A carta afirma que a entidade descaracterizou a política municipal em relação à cracolândia e tem dificultado o trabalho de profissionais de saúde.

Há relatos de que funcionários do SCP pagam bebida alcoólica, comida e refrigerante aos usuários de drogas para que eles aceitem serem internados.

Há ainda um caso de suposta agressão a um dependente químico por um enfermeiro da equipe —a Secretaria Municipal de Saúde nega.

A carta dos servidores afirma que a política de internação forçada tem respaldo da coordenadora do SCP, Aglaé Amaral Souza. "Vemos que o cuidado em saúde dessas pessoas está sendo gerenciado por uma pessoa que enxerga apenas a dependência química, e não pessoas. Como já dito por ela, se tratam de psicopatas e que o lugar destes é estarem trancafiados", diz a carta.

A Folha já ouviu relatos nesse sentido de três servidores do programa, sendo que dois foram ouvidos antes da publicação da carta. Todos disseram que profissionais do SCP têm feito internações forçadas sem autorização judicial de usuários de drogas na região central.

Segundo dois desses servidores, as medidas são assinadas por psiquiatras que integram as equipes do serviço.

Um desses casos está registrado num boletim de ocorrência do dia 18 de março. O documento afirma que uma mulher grávida estava em "tratamento de dependência química de maneira compulsória" no Hospital Lacan, em São Bernardo do Campo, na região metropolitana de São Paulo.

O boletim faz menção a um mandado judicial para a internação, mas os servidores dizem que essa autorização não ocorreu e que, de qualquer forma, a condição dessa paciente não autorizaria esse tipo de medida

A internação compulsória ainda divide opiniões entre especialistas e costuma ser defendida apenas para casos gravíssimos, quando o usuário não consegue tomar uma decisão por conta própria e oferece perigo ao entorno.

A mulher fugiu da internação quando estava sendo levada ao Hospital da Mulher para um exame pré-natal, relata o documento. Uma servidora do Redenção nas Ruas afirmou que teve contato com a paciente após a internação forçada, e que ela relatou ter sido enganada.

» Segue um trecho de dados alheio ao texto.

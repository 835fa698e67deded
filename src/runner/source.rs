//! Event sources: where the raw events of an agent run come from.

use std::path::{Path, PathBuf};
use std::pin::Pin;

use async_trait::async_trait;
use futures::{Stream, StreamExt};
use serde_json::Value;
use tokio::io::{AsyncBufReadExt, BufReader};
use tokio_stream::wrappers::LinesStream;
use tracing::{debug, warn};

use crate::capture::RawEvent;
use crate::error::RunError;

/// Stream of raw events for one run.
pub type EventStream = Pin<Box<dyn Stream<Item = Result<RawEvent, RunError>> + Send>>;

/// Transcript line that simulates a transport failure.
pub const ERROR_MARKER: &str = "__error__";

/// Transcript line that makes the source hang forever.
pub const STALL_MARKER: &str = "__stall__";

/// A request for one agent run.
#[derive(Debug, Clone, PartialEq)]
pub struct RunRequest {
    /// 1-based question index.
    pub index: usize,
    pub question: String,
    /// Recorded events for this run, when replaying.
    pub transcript: Option<PathBuf>,
}

impl RunRequest {
    pub fn new(index: usize, question: impl Into<String>) -> Self {
        Self {
            index,
            question: question.into(),
            transcript: None,
        }
    }

    pub fn with_transcript(mut self, path: impl Into<PathBuf>) -> Self {
        self.transcript = Some(path.into());
        self
    }
}

/// Something that can start an agent run and stream its events.
///
/// The stream ends when the run is done. An `Err` item ends the run early.
#[async_trait]
pub trait EventSource: Send + Sync {
    async fn stream_run(&self, request: &RunRequest) -> Result<EventStream, RunError>;
}

/// Replays runs from JSON Lines transcripts, one raw event per line.
#[derive(Debug, Clone, Default)]
pub struct ReplayClient;

impl ReplayClient {
    pub fn new() -> Self {
        Self
    }
}

/// What one transcript line means to the replay.
#[derive(Debug, Clone, PartialEq)]
pub enum TranscriptLine {
    Event(RawEvent),
    Error(String),
    Stall,
    Skip,
}

/// Parses one transcript line. Blank lines are skipped; lines that are not
/// JSON objects are kept as events so the classifier can flag them.
pub fn parse_transcript_line(line: &str) -> TranscriptLine {
    let line = line.trim();
    if line.is_empty() {
        return TranscriptLine::Skip;
    }

    let value: Value = match serde_json::from_str(line) {
        Ok(value) => value,
        Err(e) => {
            warn!(error = %e, "Transcript line is not valid JSON, keeping as raw text");
            Value::String(line.to_string())
        }
    };

    if let Some(object) = value.as_object() {
        if let Some(message) = object.get(ERROR_MARKER) {
            let message = match message {
                Value::String(s) => s.clone(),
                other => other.to_string(),
            };
            return TranscriptLine::Error(message);
        }
        if object.get(STALL_MARKER).and_then(Value::as_bool) == Some(true) {
            return TranscriptLine::Stall;
        }
    }
    TranscriptLine::Event(RawEvent::from_value(value))
}

async fn open_transcript(path: &Path) -> Result<tokio::fs::File, RunError> {
    tokio::fs::File::open(path)
        .await
        .map_err(|e| RunError::Source(format!("cannot open transcript '{}': {e}", path.display())))
}

#[async_trait]
impl EventSource for ReplayClient {
    async fn stream_run(&self, request: &RunRequest) -> Result<EventStream, RunError> {
        let path = request
            .transcript
            .clone()
            .ok_or_else(|| RunError::Source(format!("question {} has no transcript", request.index)))?;
        let file = open_transcript(&path).await?;
        debug!(index = request.index, path = %path.display(), "Replaying transcript");

        let out = async_stream::try_stream! {
            let mut lines = LinesStream::new(BufReader::new(file).lines());
            while let Some(line) = lines.next().await {
                let line = line.map_err(|e| RunError::Transport(format!("transcript read failed: {e}")))?;
                match parse_transcript_line(&line) {
                    TranscriptLine::Event(event) => {
                        yield event;
                    }
                    TranscriptLine::Error(message) => {
                        Err::<(), _>(RunError::Transport(message))?;
                    }
                    TranscriptLine::Stall => {
                        futures::future::pending::<()>().await;
                    }
                    TranscriptLine::Skip => {}
                }
            }
        };
        Ok(Box::pin(out))
    }
}

/// Serves a fixed list of stream items, for tests and embedding.
#[derive(Debug, Clone, Default)]
pub struct StaticSource {
    items: Vec<Result<RawEvent, RunError>>,
}

impl StaticSource {
    pub fn new(items: Vec<Result<RawEvent, RunError>>) -> Self {
        Self { items }
    }

    pub fn from_events(events: Vec<RawEvent>) -> Self {
        Self::new(events.into_iter().map(Ok).collect())
    }
}

#[async_trait]
impl EventSource for StaticSource {
    async fn stream_run(&self, _request: &RunRequest) -> Result<EventStream, RunError> {
        Ok(Box::pin(futures::stream::iter(self.items.clone())))
    }
}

A essa servidora do Redenção, ela teria contado que foi atendida no centro da capital com a promessa que seria levada para uma ultrassonografia e, quando se deu conta, estava há 10 dias internada em São Bernardo do Campo.

Três servidores afirmaram que não havia ordem judicial para a internação compulsória dessa paciente. A reportagem, em pesquisa no Tribunal de Justiça de São Paulo, também não encontrou qualquer processo desse tipo com o nome dela.

Pessoas que trabalham no Redenção contam que relatos de evasões da internação compulsória têm ficado mais comuns. Elas dizem que os usuários não chegam a completar os tratamentos, fogem das unidades de saúde e retornam ao uso de drogas na rua.

A carta também faz menção ao fato de que Aglaé Souza foi investigada pelo assassinato de um servidor público em 2007, quando era subsecretária municipal de Saúde em Salvador (BA). A acusação acabou arquivada.

Ela chegou a ser apontada como mandante do crime pelo Ministério Público da Bahia, mas o juiz do caso considerou que as provas eram insuficientes.

Em nota, a prefeitura afirmou que "a internação compulsória somente é deferida por juízes de direito, não sendo prerrogativa de médicos e de serviços de saúde a sua determinação", e que "todas alternativas disponíveis na abordagem junto aos pacientes são colocadas à disposição, como plano terapêutico, internação para desintoxicação e ainda encaminhamento para Hub de Cuidados em Crack e Outras Drogas, ou os SCPs".

"A adesão é voluntária" nesses serviços, diz a administração municipal.